== Saved entries ==
[Start of section]
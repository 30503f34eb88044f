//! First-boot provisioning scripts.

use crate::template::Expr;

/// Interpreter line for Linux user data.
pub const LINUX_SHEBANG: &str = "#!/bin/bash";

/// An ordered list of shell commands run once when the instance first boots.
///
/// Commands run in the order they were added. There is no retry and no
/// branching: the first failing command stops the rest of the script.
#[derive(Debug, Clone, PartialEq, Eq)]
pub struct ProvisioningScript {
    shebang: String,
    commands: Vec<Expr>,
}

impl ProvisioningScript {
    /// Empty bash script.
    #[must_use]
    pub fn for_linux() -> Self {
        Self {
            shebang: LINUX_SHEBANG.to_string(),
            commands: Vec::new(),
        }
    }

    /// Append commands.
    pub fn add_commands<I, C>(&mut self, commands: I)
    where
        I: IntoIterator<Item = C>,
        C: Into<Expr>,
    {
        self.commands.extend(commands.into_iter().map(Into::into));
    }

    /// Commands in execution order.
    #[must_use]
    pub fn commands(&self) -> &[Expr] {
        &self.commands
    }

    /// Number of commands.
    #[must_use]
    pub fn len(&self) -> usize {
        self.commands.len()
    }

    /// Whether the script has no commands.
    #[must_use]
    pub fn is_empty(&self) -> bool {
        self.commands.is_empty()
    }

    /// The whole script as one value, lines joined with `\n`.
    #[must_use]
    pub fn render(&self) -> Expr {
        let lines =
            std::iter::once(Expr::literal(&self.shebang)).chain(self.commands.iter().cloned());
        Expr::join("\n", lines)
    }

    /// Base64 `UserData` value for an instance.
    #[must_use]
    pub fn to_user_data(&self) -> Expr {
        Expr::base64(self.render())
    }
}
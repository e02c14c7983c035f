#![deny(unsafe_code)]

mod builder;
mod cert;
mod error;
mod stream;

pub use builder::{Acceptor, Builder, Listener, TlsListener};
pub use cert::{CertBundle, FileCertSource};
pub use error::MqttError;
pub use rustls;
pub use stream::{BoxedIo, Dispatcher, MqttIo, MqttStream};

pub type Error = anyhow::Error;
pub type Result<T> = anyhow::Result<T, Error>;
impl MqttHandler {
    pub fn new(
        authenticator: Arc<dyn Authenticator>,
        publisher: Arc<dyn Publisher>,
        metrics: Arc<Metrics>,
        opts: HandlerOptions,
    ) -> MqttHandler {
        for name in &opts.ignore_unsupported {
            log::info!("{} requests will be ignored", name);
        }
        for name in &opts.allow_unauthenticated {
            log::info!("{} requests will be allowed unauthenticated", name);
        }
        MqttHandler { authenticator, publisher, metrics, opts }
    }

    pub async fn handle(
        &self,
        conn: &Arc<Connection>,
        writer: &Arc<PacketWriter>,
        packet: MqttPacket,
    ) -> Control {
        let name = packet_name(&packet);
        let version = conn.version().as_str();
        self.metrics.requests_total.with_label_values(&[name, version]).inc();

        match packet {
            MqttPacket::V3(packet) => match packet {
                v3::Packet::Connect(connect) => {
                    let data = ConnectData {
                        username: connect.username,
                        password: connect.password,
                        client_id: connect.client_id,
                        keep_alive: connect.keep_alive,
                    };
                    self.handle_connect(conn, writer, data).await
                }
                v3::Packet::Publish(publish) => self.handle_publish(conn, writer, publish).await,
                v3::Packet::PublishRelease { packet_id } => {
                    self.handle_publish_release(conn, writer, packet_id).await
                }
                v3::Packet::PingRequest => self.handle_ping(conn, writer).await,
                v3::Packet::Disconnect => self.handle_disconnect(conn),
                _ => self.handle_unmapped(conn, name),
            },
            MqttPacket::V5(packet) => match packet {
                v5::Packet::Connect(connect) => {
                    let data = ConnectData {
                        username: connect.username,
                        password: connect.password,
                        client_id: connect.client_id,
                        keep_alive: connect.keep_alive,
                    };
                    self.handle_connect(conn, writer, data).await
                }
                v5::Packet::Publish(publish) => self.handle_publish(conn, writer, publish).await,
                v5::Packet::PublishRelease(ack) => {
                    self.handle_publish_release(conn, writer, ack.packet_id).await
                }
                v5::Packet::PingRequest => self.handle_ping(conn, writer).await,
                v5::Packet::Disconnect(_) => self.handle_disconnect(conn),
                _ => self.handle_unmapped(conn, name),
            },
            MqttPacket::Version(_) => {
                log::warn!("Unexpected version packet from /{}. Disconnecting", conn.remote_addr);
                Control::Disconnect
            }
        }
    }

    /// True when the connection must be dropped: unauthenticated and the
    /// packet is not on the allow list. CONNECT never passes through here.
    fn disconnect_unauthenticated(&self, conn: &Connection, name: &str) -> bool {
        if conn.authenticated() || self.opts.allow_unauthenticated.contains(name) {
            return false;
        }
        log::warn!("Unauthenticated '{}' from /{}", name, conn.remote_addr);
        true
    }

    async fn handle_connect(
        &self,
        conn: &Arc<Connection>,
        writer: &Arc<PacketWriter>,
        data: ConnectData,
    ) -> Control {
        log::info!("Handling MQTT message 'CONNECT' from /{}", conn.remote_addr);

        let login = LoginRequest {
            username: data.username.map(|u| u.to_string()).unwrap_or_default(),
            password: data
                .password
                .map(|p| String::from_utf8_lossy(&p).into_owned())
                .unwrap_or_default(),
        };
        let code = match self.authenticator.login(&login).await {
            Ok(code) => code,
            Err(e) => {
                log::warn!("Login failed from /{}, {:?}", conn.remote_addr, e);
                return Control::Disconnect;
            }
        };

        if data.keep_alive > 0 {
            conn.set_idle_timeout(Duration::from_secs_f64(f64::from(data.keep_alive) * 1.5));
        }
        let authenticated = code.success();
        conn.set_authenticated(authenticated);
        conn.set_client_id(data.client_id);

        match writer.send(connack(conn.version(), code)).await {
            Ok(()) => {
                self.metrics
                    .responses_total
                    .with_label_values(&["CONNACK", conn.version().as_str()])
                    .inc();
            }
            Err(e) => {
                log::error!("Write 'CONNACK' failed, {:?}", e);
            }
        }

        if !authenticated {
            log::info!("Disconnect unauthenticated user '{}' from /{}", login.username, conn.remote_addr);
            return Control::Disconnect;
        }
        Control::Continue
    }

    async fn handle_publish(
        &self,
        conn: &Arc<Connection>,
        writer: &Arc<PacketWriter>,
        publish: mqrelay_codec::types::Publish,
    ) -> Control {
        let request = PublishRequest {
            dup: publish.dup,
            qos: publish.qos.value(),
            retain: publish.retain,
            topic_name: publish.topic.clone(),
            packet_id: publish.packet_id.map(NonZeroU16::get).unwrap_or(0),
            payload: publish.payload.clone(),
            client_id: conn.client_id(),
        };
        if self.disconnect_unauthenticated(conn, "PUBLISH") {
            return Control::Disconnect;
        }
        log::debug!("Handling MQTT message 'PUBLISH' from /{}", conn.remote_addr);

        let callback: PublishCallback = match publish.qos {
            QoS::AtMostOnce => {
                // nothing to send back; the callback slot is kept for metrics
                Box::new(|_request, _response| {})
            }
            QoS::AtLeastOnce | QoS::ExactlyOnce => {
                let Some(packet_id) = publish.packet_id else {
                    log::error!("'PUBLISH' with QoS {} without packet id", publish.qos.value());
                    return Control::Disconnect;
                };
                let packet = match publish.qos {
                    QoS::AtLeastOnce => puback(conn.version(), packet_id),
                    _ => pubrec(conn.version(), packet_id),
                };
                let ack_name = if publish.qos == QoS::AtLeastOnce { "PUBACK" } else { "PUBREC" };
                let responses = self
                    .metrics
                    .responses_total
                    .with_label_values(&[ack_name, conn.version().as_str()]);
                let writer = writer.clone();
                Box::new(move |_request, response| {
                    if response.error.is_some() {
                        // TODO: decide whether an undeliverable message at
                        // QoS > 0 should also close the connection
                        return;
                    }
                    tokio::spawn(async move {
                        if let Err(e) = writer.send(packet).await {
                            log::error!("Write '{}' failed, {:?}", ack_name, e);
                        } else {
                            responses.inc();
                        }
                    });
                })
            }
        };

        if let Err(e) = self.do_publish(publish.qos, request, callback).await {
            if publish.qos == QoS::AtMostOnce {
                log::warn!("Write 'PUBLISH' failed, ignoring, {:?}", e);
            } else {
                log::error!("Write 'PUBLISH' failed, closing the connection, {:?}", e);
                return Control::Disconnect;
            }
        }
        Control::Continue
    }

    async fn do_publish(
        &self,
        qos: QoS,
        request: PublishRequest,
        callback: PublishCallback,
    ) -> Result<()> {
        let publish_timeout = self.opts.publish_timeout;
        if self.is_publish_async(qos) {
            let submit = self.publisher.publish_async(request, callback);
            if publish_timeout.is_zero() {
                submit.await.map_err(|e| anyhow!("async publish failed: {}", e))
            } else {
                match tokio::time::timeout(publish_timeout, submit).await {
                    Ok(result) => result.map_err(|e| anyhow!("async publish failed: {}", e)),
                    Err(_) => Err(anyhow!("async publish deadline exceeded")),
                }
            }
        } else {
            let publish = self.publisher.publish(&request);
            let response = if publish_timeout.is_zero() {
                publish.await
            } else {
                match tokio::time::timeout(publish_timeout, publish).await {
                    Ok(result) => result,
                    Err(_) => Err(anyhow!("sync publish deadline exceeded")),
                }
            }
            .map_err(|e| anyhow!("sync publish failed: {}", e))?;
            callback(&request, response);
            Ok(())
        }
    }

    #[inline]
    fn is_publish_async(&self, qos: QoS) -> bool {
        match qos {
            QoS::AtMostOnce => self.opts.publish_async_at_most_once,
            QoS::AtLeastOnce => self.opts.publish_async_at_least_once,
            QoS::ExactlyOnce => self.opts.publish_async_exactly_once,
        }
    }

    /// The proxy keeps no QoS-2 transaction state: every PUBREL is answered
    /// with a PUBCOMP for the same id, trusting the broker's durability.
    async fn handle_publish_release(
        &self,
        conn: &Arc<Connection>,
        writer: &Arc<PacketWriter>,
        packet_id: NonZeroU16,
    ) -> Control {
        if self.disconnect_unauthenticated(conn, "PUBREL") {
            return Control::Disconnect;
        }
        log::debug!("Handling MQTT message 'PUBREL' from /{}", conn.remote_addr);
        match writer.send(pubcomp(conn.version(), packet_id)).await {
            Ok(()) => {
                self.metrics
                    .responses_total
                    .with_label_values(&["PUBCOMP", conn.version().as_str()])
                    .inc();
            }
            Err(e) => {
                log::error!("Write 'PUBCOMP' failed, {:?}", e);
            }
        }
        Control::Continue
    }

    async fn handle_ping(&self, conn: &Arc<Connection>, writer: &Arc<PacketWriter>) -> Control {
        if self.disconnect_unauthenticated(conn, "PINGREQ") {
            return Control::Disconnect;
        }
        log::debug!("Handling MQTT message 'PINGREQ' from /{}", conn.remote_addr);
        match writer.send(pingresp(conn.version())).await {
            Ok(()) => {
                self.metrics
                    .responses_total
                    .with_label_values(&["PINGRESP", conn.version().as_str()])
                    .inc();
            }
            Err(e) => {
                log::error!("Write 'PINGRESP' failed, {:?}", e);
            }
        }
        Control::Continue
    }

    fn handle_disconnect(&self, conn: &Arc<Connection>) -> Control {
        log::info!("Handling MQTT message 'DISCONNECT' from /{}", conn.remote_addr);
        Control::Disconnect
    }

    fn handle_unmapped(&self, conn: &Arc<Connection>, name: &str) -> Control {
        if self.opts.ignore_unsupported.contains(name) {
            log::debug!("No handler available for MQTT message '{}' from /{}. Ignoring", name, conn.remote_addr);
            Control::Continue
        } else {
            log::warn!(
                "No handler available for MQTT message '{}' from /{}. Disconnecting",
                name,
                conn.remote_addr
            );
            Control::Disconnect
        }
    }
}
[End of section]
[Start of section]
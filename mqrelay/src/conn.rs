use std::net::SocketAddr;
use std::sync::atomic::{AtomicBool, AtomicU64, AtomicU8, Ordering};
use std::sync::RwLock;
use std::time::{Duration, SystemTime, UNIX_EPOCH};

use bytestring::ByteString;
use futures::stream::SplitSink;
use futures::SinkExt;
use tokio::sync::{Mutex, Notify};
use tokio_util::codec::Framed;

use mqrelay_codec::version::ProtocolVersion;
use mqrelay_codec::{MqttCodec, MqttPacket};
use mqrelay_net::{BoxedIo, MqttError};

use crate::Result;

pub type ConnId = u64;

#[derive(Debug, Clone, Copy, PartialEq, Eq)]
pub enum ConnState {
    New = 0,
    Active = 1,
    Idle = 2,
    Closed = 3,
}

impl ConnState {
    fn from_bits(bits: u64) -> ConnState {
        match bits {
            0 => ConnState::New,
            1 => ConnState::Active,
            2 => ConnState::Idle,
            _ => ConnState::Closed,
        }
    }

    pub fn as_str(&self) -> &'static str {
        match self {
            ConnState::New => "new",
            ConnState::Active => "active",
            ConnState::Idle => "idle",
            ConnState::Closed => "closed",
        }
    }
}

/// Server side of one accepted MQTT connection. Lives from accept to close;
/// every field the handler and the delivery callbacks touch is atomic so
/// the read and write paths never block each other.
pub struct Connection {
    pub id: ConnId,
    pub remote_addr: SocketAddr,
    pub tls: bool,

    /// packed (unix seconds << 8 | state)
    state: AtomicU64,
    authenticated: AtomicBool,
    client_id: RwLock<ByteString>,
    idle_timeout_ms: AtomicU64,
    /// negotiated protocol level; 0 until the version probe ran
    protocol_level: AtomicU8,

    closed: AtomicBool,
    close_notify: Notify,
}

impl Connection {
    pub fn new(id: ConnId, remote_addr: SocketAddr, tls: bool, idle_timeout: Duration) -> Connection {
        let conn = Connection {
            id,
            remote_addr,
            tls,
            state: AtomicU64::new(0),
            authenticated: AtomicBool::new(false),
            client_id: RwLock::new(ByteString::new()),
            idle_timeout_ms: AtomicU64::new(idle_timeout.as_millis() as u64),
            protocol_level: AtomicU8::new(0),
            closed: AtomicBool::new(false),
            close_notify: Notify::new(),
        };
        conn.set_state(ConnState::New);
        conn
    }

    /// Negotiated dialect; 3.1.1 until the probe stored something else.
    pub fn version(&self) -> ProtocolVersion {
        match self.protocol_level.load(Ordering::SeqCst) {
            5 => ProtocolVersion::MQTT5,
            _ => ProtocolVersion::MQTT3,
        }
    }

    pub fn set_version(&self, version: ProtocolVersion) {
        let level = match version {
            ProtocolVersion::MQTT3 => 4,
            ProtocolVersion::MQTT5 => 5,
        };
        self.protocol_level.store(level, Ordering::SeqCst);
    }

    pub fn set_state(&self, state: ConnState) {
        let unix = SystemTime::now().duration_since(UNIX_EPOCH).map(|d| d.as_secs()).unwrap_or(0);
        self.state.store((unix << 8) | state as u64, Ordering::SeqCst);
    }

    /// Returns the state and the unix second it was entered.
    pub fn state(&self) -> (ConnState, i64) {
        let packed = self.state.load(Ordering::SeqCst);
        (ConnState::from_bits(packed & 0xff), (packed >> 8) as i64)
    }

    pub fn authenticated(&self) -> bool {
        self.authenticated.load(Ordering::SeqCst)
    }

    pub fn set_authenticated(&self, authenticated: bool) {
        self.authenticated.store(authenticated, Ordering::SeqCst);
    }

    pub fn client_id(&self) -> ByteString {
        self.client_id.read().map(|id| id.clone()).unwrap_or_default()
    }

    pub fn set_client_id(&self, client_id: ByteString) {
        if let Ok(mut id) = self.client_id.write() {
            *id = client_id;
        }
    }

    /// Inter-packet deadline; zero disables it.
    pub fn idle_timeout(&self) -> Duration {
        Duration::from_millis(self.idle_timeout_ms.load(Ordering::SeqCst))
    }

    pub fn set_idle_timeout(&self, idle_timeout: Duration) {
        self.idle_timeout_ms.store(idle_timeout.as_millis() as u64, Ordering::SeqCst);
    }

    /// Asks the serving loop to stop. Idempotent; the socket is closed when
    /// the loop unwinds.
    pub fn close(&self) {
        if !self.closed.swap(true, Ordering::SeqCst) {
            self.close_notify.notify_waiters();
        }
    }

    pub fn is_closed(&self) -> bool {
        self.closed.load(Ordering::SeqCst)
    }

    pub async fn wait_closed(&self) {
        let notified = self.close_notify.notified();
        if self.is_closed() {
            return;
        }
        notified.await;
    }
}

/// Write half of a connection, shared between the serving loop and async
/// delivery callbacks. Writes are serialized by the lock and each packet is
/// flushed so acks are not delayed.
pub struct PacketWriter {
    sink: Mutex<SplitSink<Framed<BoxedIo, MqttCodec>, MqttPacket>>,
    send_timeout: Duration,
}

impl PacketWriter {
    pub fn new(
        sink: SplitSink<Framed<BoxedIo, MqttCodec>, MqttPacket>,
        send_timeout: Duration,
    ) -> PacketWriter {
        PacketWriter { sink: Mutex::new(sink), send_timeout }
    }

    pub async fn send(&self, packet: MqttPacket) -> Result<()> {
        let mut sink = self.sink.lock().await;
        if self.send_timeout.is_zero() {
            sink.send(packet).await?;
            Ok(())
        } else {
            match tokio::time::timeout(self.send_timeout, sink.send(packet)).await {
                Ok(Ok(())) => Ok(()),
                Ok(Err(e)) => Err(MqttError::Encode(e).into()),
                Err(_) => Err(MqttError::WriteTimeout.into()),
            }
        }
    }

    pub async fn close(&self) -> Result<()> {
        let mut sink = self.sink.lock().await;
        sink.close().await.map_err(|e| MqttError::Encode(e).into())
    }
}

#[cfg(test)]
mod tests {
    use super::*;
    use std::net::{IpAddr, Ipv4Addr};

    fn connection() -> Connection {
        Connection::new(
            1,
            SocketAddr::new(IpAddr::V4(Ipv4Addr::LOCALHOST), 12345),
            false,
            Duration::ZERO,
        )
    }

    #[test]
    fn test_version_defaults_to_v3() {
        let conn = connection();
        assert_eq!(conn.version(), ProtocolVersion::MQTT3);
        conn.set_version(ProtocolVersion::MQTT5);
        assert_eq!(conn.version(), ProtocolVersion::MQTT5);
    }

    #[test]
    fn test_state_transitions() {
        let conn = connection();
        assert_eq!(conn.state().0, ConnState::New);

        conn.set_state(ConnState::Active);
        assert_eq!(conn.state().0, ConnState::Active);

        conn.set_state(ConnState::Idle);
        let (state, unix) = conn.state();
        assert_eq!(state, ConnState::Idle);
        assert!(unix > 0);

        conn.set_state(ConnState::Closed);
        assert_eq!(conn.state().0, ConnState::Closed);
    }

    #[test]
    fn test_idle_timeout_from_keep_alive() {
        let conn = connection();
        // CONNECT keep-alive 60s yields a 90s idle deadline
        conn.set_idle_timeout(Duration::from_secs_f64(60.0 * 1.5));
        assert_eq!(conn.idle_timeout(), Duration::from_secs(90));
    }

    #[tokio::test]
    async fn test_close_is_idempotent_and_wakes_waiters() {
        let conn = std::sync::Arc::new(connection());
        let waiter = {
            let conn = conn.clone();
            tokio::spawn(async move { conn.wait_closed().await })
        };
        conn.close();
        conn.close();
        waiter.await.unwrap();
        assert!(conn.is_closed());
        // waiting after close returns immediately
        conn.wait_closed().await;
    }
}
[End of section]
== The task ==
Look back at the data above. Transcribe exactly the lines starting at the line that contains "conn.set_state(ConnState::Idle);" and ending at the line that contains "#[tokio::test]".

== Output of the task ==
        conn.set_state(ConnState::Idle);
        let (state, unix) = conn.state();
        assert_eq!(state, ConnState::Idle);
        assert!(unix > 0);

        conn.set_state(ConnState::Closed);
        assert_eq!(conn.state().0, ConnState::Closed);
    }

    #[test]
    fn test_idle_timeout_from_keep_alive() {
        let conn = connection();
        // CONNECT keep-alive 60s yields a 90s idle deadline
        conn.set_idle_timeout(Duration::from_secs_f64(60.0 * 1.5));
        assert_eq!(conn.idle_timeout(), Duration::from_secs(90));
    }

    #[tokio::test]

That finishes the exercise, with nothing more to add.